La compasión es un lugar privilegiado para la experiencia de Dios, pues Él está sobre todo presente en los pobres, en todos los que sufren. Para un cristiano hay pocos actos mejores de piedad y devoción auténtica que abrirse al dolor de los otros. Y ese es también el lugar para encontrarnos con Jesús. Así nos lo dijo. Y no deberíamos olvidar que, desde que se subió a la cruz, Jesucristo habita en la herida de la humanidad. En esa herida que se extiende en todos los Viernes Santos de la historia y que todavía aguarda la mañana de Pascua del final de los tiempos.
Además, de la herida habitada por Jesucristo nace la Iglesia. Según una antigua tradición la Iglesia nace del costado de Cristo para colaborar en la tarea de hacer que la bendición de su amor alcance a todo el mundo. Pues bien, hemos nacido de una herida y ese es nuestro lugar en el mundo. Encontrarse con Dios en Jesús es saber habitar en esperanza el dolor de la humanidad.
EN EL MUNDO GLOBAL, ¿DÓNDE ESTÁ EL VÍNCULO PARA MANTENER UNIDA LA HUMANIDAD?
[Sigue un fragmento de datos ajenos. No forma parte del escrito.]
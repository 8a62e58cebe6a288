//! # Sound Card Endpoints
//!
//! Microphone capture and speaker output through cpal.
//!
//! `cpal::Stream` is not `Send`, so each stream is built on, and owned by, a dedicated
//! OS thread that parks until it is told to stop. The realtime callbacks only touch
//! lock-free channels and the mixer.
//!
//! Readiness comes back over a tokio oneshot that is awaited, and stopping only signals
//! the thread. Neither path blocks an async worker or a caller holding a lock.

use crate::audio::capture::{offer_frame, AudioCaptureSource, CaptureConfig, CaptureHandle, CaptureStream, FrameAssembler, downmix};
use crate::audio::output::{AudioOutput, AudioOutputFactory, MixerOutput, SourceId};
use crate::audio::AudioFrame;
use crate::error::VoiceError;
use async_trait::async_trait;
use cpal::traits::{DeviceTrait, HostTrait, StreamTrait};
use std::sync::atomic::AtomicU64;
use std::sync::{mpsc as std_mpsc, Arc, Mutex};
use std::thread;
use tokio::sync::{mpsc, oneshot};
use tracing::{error, info, warn};

fn build_error(err: cpal::BuildStreamError) -> VoiceError {
    let text = err.to_string();
    let lowered = text.to_lowercase();
    if lowered.contains("permission") || lowered.contains("denied") {
        return VoiceError::PermissionDenied;
    }
    VoiceError::DeviceUnavailable(text)
}

/// Default system microphone.
pub struct DeviceCaptureSource;

#[async_trait]
impl AudioCaptureSource for DeviceCaptureSource {
    async fn acquire(&self, config: &CaptureConfig) -> Result<CaptureStream, VoiceError> {
        let (frame_tx, frame_rx) = mpsc::channel(config.queue_frames.max(1));
        let (ready_tx, ready_rx) = oneshot::channel::<Result<(), VoiceError>>();
        let (stop_tx, stop_rx) = std_mpsc::channel::<()>();
        let dropped = Arc::new(AtomicU64::new(0));
        let callback_dropped = Arc::clone(&dropped);
        let config = config.clone();

        thread::Builder::new()
            .name("audio-capture".to_string())
            .spawn(move || {
                let host = cpal::default_host();
                let device = match host.default_input_device() {
                    Some(device) => device,
                    None => {
                        let _ = ready_tx.send(Err(VoiceError::DeviceUnavailable("no input device".to_string())));
                        return;
                    }
                };
                let channels = device
                    .default_input_config()
                    .map(|c| c.channels())
                    .unwrap_or(1);
                let stream_config = cpal::StreamConfig {
                    channels,
                    sample_rate: cpal::SampleRate(config.sample_rate),
                    buffer_size: cpal::BufferSize::Default,
                };

                let mut assembler = FrameAssembler::new(config.frame_size, config.sample_rate);
                let stream = device.build_input_stream(
                    &stream_config,
                    move |data: &[f32], _: &cpal::InputCallbackInfo| {
                        let mono = downmix(data, channels as usize);
                        assembler.push(&mono, |frame| {
                            offer_frame(&frame_tx, frame, &callback_dropped);
                        });
                    },
                    |err| error!("Input stream error: {}", err),
                    None,
                );

                let stream = match stream {
                    Ok(stream) => stream,
                    Err(e) => {
                        let _ = ready_tx.send(Err(build_error(e)));
                        return;
                    }
                };
                if let Err(e) = stream.play() {
                    let _ = ready_tx.send(Err(VoiceError::DeviceUnavailable(e.to_string())));
                    return;
                }

                info!(
                    "Microphone open: {}Hz, {} channel(s), {} samples per frame",
                    config.sample_rate, channels, config.frame_size
                );
                let _ = ready_tx.send(Ok(()));

                // Park until stop() or the handle is dropped
                let _ = stop_rx.recv();
                drop(stream);
                info!("Microphone closed");
            })
            .map_err(|e| VoiceError::DeviceUnavailable(format!("cannot spawn capture thread: {}", e)))?;

        match ready_rx.await {
            Ok(Ok(())) => {}
            Ok(Err(e)) => return Err(e),
            Err(_) => return Err(VoiceError::DeviceUnavailable("capture thread exited".to_string())),
        }

        // The thread drops the stream as soon as it sees the signal
        let handle = CaptureHandle::new(
            move || {
                stop_tx
                    .send(())
                    .map_err(|_| VoiceError::Teardown("capture thread already gone".to_string()))
            },
            dropped,
        );

        Ok(CaptureStream {
            handle,
            frames: frame_rx,
        })
    }

    fn name(&self) -> &'static str {
        "device"
    }
}

/// Mixer rendered by the default output device.
struct DeviceOutput {
    mixer: Arc<MixerOutput>,
    stop: Mutex<Option<std_mpsc::Sender<()>>>,
}

impl AudioOutput for DeviceOutput {
    fn current_time(&self) -> f64 {
        self.mixer.current_time()
    }

    fn sample_rate(&self) -> u32 {
        self.mixer.sample_rate()
    }

    fn play_at(&self, frame: AudioFrame, start_time: f64) -> Result<SourceId, VoiceError> {
        self.mixer.play_at(frame, start_time)
    }

    fn stop(&self, id: SourceId) {
        self.mixer.stop(id)
    }

    fn close(&self) -> Result<(), VoiceError> {
        self.mixer.close()?;
        let stop = self
            .stop
            .lock()
            .unwrap_or_else(|poisoned| poisoned.into_inner())
            .take();
        if let Some(stop) = stop {
            let _ = stop.send(());
        }
        Ok(())
    }

    fn is_closed(&self) -> bool {
        self.mixer.is_closed()
    }
}

/// Opens the default speaker for each session.
pub struct DeviceOutputFactory;

#[async_trait]
impl AudioOutputFactory for DeviceOutputFactory {
    async fn open(&self, sample_rate: u32) -> Result<Arc<dyn AudioOutput>, VoiceError> {
        let mixer = Arc::new(MixerOutput::new(sample_rate));
        let rendered = Arc::clone(&mixer);
        let (ready_tx, ready_rx) = oneshot::channel::<Result<(), VoiceError>>();
        let (stop_tx, stop_rx) = std_mpsc::channel::<()>();

        thread::Builder::new()
            .name("audio-output".to_string())
            .spawn(move || {
                let host = cpal::default_host();
                let device = match host.default_output_device() {
                    Some(device) => device,
                    None => {
                        let _ = ready_tx.send(Err(VoiceError::DeviceUnavailable("no output device".to_string())));
                        return;
                    }
                };
                let channels = device
                    .default_output_config()
                    .map(|c| c.channels())
                    .unwrap_or(1)
                    .max(1);
                let stream_config = cpal::StreamConfig {
                    channels,
                    sample_rate: cpal::SampleRate(sample_rate),
                    buffer_size: cpal::BufferSize::Default,
                };

                let mut mono = Vec::new();
                let stream = device.build_output_stream(
                    &stream_config,
                    move |data: &mut [f32], _: &cpal::OutputCallbackInfo| {
                        let frames = data.len() / channels as usize;
                        mono.resize(frames, 0.0);
                        rendered.render(&mut mono);
                        for (out, sample) in data.chunks_mut(channels as usize).zip(mono.iter()) {
                            out.fill(*sample);
                        }
                    },
                    |err| error!("Output stream error: {}", err),
                    None,
                );

                let stream = match stream {
                    Ok(stream) => stream,
                    Err(e) => {
                        let _ = ready_tx.send(Err(build_error(e)));
                        return;
                    }
                };
                if let Err(e) = stream.play() {
                    let _ = ready_tx.send(Err(VoiceError::DeviceUnavailable(e.to_string())));
                    return;
                }
                let _ = ready_tx.send(Ok(()));

                let _ = stop_rx.recv();
                drop(stream);
            })
            .map_err(|e| VoiceError::DeviceUnavailable(format!("cannot spawn output thread: {}", e)))?;

        match ready_rx.await {
            Ok(Ok(())) => {}
            Ok(Err(e)) => return Err(e),
            Err(_) => {
                warn!("Output thread exited before reporting");
                return Err(VoiceError::DeviceUnavailable("output thread exited".to_string()));
            }
        }

        info!("Opened speaker output at {}Hz", sample_rate);
        Ok(Arc::new(DeviceOutput {
            mixer,
            stop: Mutex::new(Some(stop_tx)),
        }))
    }
}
Todos percibimos lo mucho que se ha empequeñecido nuestro mundo. Lo fácil que resultan los contactos e intercambios entre distintas culturas y pueblos de la humanidad. En nuestro mundo interconectado uno puede llegar a lugares remotos, pongamos por caso la selva amazónica, y encontrarse con muchachos que llevan puestas camisetas del Real Madrid o del Barcelona. O que te hablan de los personajes del último serial de moda en las televisiones. Cuando uno viaja por el ancho mundo no deja de asombrarse al ver a los adolescentes vestidos de la misma manera en rincones tan alejados y diferentes del planeta. La globalización hace homogéneos las conductas y los modos de vida.
Pero tras estas coincidencias comienzan las diferencias. Las más alarmantes e inaceptables son las de las condiciones de vida; las carencias en alimentación y vivienda; las desiguales oportunidades para acceder al estudio y a la cultura; para recibir cuidados médicos. Y en medio de todo ello no olvidamos que todavía se encuentra vigente el ideal de una humanidad unida. Algo que la humanidad siempre ha soñado en las mejores épocas. Unidad que no supone anular las diferencias de cultura, sino reconocerlas y mantenerlas.
En este mundo nuestro, roto por la desigual-dad y la injusticia, pero que todavía puede mantener la aspiración y el sueño a una humanidad unida y reconciliada, la pregunta que podemos hacernos es: ¿quién sostiene en última instancia el vínculo que otorga la unidad a todos los seres humanos? ¿es el mercado, los potentes medios de comunicación, las marcas y firmas transnacionales las que lograrán realizar el ideal de una humanidad unida? ¿o tiene que ser un vínculo más profundo?
Me parece que esta hora de la humanidad representa una gran oportunidad para el anuncio del Dios cristiano. Al menos, si tenemos ojos para lo que sucede más allá de nuestro patio. Nuestro mundo anhela comunión y el Dios cristiano es el Dios de la comunión.
Entrar en relación con el Dios del mundo y de la realidad, que ama como nadie a las personas humanas, es introducirse en el territorio de la fraternidad universal. Y es que el paso de Dios por nuestra vida nos introduce en la Alianza de la humanidad. Dichosos los que saben que han entrado en ella.